Start of Data for the task
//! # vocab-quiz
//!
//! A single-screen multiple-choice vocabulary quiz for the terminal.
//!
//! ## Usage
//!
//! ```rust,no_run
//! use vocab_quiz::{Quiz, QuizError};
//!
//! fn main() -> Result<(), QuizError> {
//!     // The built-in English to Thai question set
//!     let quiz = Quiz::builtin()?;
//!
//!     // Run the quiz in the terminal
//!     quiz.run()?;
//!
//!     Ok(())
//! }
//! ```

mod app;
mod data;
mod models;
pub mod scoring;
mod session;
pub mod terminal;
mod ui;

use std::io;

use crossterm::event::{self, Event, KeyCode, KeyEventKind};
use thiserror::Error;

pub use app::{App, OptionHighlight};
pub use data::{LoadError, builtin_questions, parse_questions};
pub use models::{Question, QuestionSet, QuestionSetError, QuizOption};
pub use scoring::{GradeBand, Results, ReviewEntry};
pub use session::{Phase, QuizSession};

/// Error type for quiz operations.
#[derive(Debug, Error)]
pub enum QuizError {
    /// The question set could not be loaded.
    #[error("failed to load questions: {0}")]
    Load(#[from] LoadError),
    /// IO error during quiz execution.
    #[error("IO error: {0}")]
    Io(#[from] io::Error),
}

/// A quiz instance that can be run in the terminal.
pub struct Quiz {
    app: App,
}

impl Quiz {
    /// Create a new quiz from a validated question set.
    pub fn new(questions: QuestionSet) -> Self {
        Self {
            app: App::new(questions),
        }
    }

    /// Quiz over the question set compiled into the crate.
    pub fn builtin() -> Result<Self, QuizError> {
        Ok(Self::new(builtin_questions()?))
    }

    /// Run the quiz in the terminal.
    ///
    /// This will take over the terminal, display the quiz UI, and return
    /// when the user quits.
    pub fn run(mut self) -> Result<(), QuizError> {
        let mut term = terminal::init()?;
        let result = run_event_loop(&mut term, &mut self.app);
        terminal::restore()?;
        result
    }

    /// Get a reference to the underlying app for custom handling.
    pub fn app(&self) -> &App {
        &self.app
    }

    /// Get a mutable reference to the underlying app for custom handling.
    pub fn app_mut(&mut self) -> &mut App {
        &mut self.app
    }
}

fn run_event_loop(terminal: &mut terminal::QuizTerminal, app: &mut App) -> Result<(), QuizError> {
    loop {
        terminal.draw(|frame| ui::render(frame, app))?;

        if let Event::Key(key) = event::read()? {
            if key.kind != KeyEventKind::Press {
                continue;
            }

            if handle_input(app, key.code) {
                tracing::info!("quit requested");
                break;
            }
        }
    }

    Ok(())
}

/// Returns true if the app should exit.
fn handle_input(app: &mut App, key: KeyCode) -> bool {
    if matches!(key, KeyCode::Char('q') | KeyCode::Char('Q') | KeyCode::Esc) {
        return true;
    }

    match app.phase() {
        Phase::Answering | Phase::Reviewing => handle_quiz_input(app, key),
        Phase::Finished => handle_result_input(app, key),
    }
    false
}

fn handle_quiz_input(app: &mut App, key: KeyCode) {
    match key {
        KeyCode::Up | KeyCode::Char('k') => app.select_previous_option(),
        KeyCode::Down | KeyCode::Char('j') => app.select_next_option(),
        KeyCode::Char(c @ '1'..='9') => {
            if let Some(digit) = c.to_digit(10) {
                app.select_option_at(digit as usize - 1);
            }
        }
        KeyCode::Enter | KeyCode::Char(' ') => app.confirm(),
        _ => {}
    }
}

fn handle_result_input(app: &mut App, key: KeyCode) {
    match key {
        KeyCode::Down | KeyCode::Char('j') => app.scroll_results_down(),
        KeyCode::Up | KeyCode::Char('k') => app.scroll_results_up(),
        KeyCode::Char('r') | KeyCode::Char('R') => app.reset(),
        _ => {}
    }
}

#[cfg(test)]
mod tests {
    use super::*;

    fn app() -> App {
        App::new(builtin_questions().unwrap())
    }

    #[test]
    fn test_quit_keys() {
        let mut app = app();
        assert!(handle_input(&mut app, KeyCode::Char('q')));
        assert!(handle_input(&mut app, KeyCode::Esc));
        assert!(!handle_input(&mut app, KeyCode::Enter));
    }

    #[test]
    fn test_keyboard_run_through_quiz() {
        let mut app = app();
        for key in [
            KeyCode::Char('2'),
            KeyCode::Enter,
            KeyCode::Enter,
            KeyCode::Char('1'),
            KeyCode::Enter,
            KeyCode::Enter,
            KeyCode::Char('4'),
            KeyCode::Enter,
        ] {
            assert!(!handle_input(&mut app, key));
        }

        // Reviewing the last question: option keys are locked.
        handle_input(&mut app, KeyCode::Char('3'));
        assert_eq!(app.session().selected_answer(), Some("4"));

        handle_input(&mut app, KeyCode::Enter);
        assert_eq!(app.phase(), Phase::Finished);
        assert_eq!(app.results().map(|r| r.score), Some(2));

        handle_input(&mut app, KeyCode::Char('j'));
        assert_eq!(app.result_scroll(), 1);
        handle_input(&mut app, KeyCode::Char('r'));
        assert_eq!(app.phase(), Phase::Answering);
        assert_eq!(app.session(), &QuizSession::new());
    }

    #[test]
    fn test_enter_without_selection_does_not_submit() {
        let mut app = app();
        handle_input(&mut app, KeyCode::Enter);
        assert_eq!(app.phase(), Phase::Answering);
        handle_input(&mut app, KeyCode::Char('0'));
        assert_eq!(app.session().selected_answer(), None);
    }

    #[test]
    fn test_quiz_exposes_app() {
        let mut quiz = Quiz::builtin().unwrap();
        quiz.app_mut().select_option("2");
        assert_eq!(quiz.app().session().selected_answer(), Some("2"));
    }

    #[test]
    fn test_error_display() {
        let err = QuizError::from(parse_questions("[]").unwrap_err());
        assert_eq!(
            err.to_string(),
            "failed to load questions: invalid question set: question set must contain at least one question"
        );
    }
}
End of Data for the task
**Required work**
The records above need to be duplicated. Keep every word unchanged.

**Written response**
//! # vocab-quiz
//!
//! A single-screen multiple-choice vocabulary quiz for the terminal.
//!
//! ## Usage
//!
//! ```rust,no_run
//! use vocab_quiz::{Quiz, QuizError};
//!
//! fn main() -> Result<(), QuizError> {
//!     // The built-in English to Thai question set
//!     let quiz = Quiz::builtin()?;
//!
//!     // Run the quiz in the terminal
//!     quiz.run()?;
//!
//!     Ok(())
//! }
//! ```

mod app;
mod data;
mod models;
pub mod scoring;
mod session;
pub mod terminal;
mod ui;

use std::io;

use crossterm::event::{self, Event, KeyCode, KeyEventKind};
use thiserror::Error;

pub use app::{App, OptionHighlight};
pub use data::{LoadError, builtin_questions, parse_questions};
pub use models::{Question, QuestionSet, QuestionSetError, QuizOption};
pub use scoring::{GradeBand, Results, ReviewEntry};
pub use session::{Phase, QuizSession};

/// Error type for quiz operations.
#[derive(Debug, Error)]
pub enum QuizError {
    /// The question set could not be loaded.
    #[error("failed to load questions: {0}")]
    Load(#[from] LoadError),
    /// IO error during quiz execution.
    #[error("IO error: {0}")]
    Io(#[from] io::Error),
}

/// A quiz instance that can be run in the terminal.
pub struct Quiz {
    app: App,
}

impl Quiz {
    /// Create a new quiz from a validated question set.
    pub fn new(questions: QuestionSet) -> Self {
        Self {
            app: App::new(questions),
        }
    }

    /// Quiz over the question set compiled into the crate.
    pub fn builtin() -> Result<Self, QuizError> {
        Ok(Self::new(builtin_questions()?))
    }

    /// Run the quiz in the terminal.
    ///
    /// This will take over the terminal, display the quiz UI, and return
    /// when the user quits.
    pub fn run(mut self) -> Result<(), QuizError> {
        let mut term = terminal::init()?;
        let result = run_event_loop(&mut term, &mut self.app);
        terminal::restore()?;
        result
    }

    /// Get a reference to the underlying app for custom handling.
    pub fn app(&self) -> &App {
        &self.app
    }

    /// Get a mutable reference to the underlying app for custom handling.
    pub fn app_mut(&mut self) -> &mut App {
        &mut self.app
    }
}

fn run_event_loop(terminal: &mut terminal::QuizTerminal, app: &mut App) -> Result<(), QuizError> {
    loop {
        terminal.draw(|frame| ui::render(frame, app))?;

        if let Event::Key(key) = event::read()? {
            if key.kind != KeyEventKind::Press {
                continue;
            }

            if handle_input(app, key.code) {
                tracing::info!("quit requested");
                break;
            }
        }
    }

    Ok(())
}

/// Returns true if the app should exit.
fn handle_input(app: &mut App, key: KeyCode) -> bool {
    if matches!(key, KeyCode::Char('q') | KeyCode::Char('Q') | KeyCode::Esc) {
        return true;
    }

    match app.phase() {
        Phase::Answering | Phase::Reviewing => handle_quiz_input(app, key),
        Phase::Finished => handle_result_input(app, key),
    }
    false
}

fn handle_quiz_input(app: &mut App, key: KeyCode) {
    match key {
        KeyCode::Up | KeyCode::Char('k') => app.select_previous_option(),
        KeyCode::Down | KeyCode::Char('j') => app.select_next_option(),
        KeyCode::Char(c @ '1'..='9') => {
            if let Some(digit) = c.to_digit(10) {
                app.select_option_at(digit as usize - 1);
            }
        }
        KeyCode::Enter | KeyCode::Char(' ') => app.confirm(),
        _ => {}
    }
}

fn handle_result_input(app: &mut App, key: KeyCode) {
    match key {
        KeyCode::Down | KeyCode::Char('j') => app.scroll_results_down(),
        KeyCode::Up | KeyCode::Char('k') => app.scroll_results_up(),
        KeyCode::Char('r') | KeyCode::Char('R') => app.reset(),
        _ => {}
    }
}

#[cfg(test)]
mod tests {
    use super::*;

    fn app() -> App {
        App::new(builtin_questions().unwrap())
    }

    #[test]
    fn test_quit_keys() {
        let mut app = app();
        assert!(handle_input(&mut app, KeyCode::Char('q')));
        assert!(handle_input(&mut app, KeyCode::Esc));
        assert!(!handle_input(&mut app, KeyCode::Enter));
    }

    #[test]
    fn test_keyboard_run_through_quiz() {
        let mut app = app();
        for key in [
            KeyCode::Char('2'),
            KeyCode::Enter,
            KeyCode::Enter,
            KeyCode::Char('1'),
            KeyCode::Enter,
            KeyCode::Enter,
            KeyCode::Char('4'),
            KeyCode::Enter,
        ] {
            assert!(!handle_input(&mut app, key));
        }

        // Reviewing the last question: option keys are locked.
        handle_input(&mut app, KeyCode::Char('3'));
        assert_eq!(app.session().selected_answer(), Some("4"));

        handle_input(&mut app, KeyCode::Enter);
        assert_eq!(app.phase(), Phase::Finished);
        assert_eq!(app.results().map(|r| r.score), Some(2));

        handle_input(&mut app, KeyCode::Char('j'));
        assert_eq!(app.result_scroll(), 1);
        handle_input(&mut app, KeyCode::Char('r'));
        assert_eq!(app.phase(), Phase::Answering);
        assert_eq!(app.session(), &QuizSession::new());
    }

    #[test]
    fn test_enter_without_selection_does_not_submit() {
        let mut app = app();
        handle_input(&mut app, KeyCode::Enter);
        assert_eq!(app.phase(), Phase::Answering);
        handle_input(&mut app, KeyCode::Char('0'));
        assert_eq!(app.session().selected_answer(), None);
    }

    #[test]
    fn test_quiz_exposes_app() {
        let mut quiz = Quiz::builtin().unwrap();
        quiz.app_mut().select_option("2");
        assert_eq!(quiz.app().session().selected_answer(), Some("2"));
    }

    #[test]
    fn test_error_display() {
        let err = QuizError::from(parse_questions("[]").unwrap_err());
        assert_eq!(
            err.to_string(),
            "failed to load questions: invalid question set: question set must contain at least one question"
        );
    }
}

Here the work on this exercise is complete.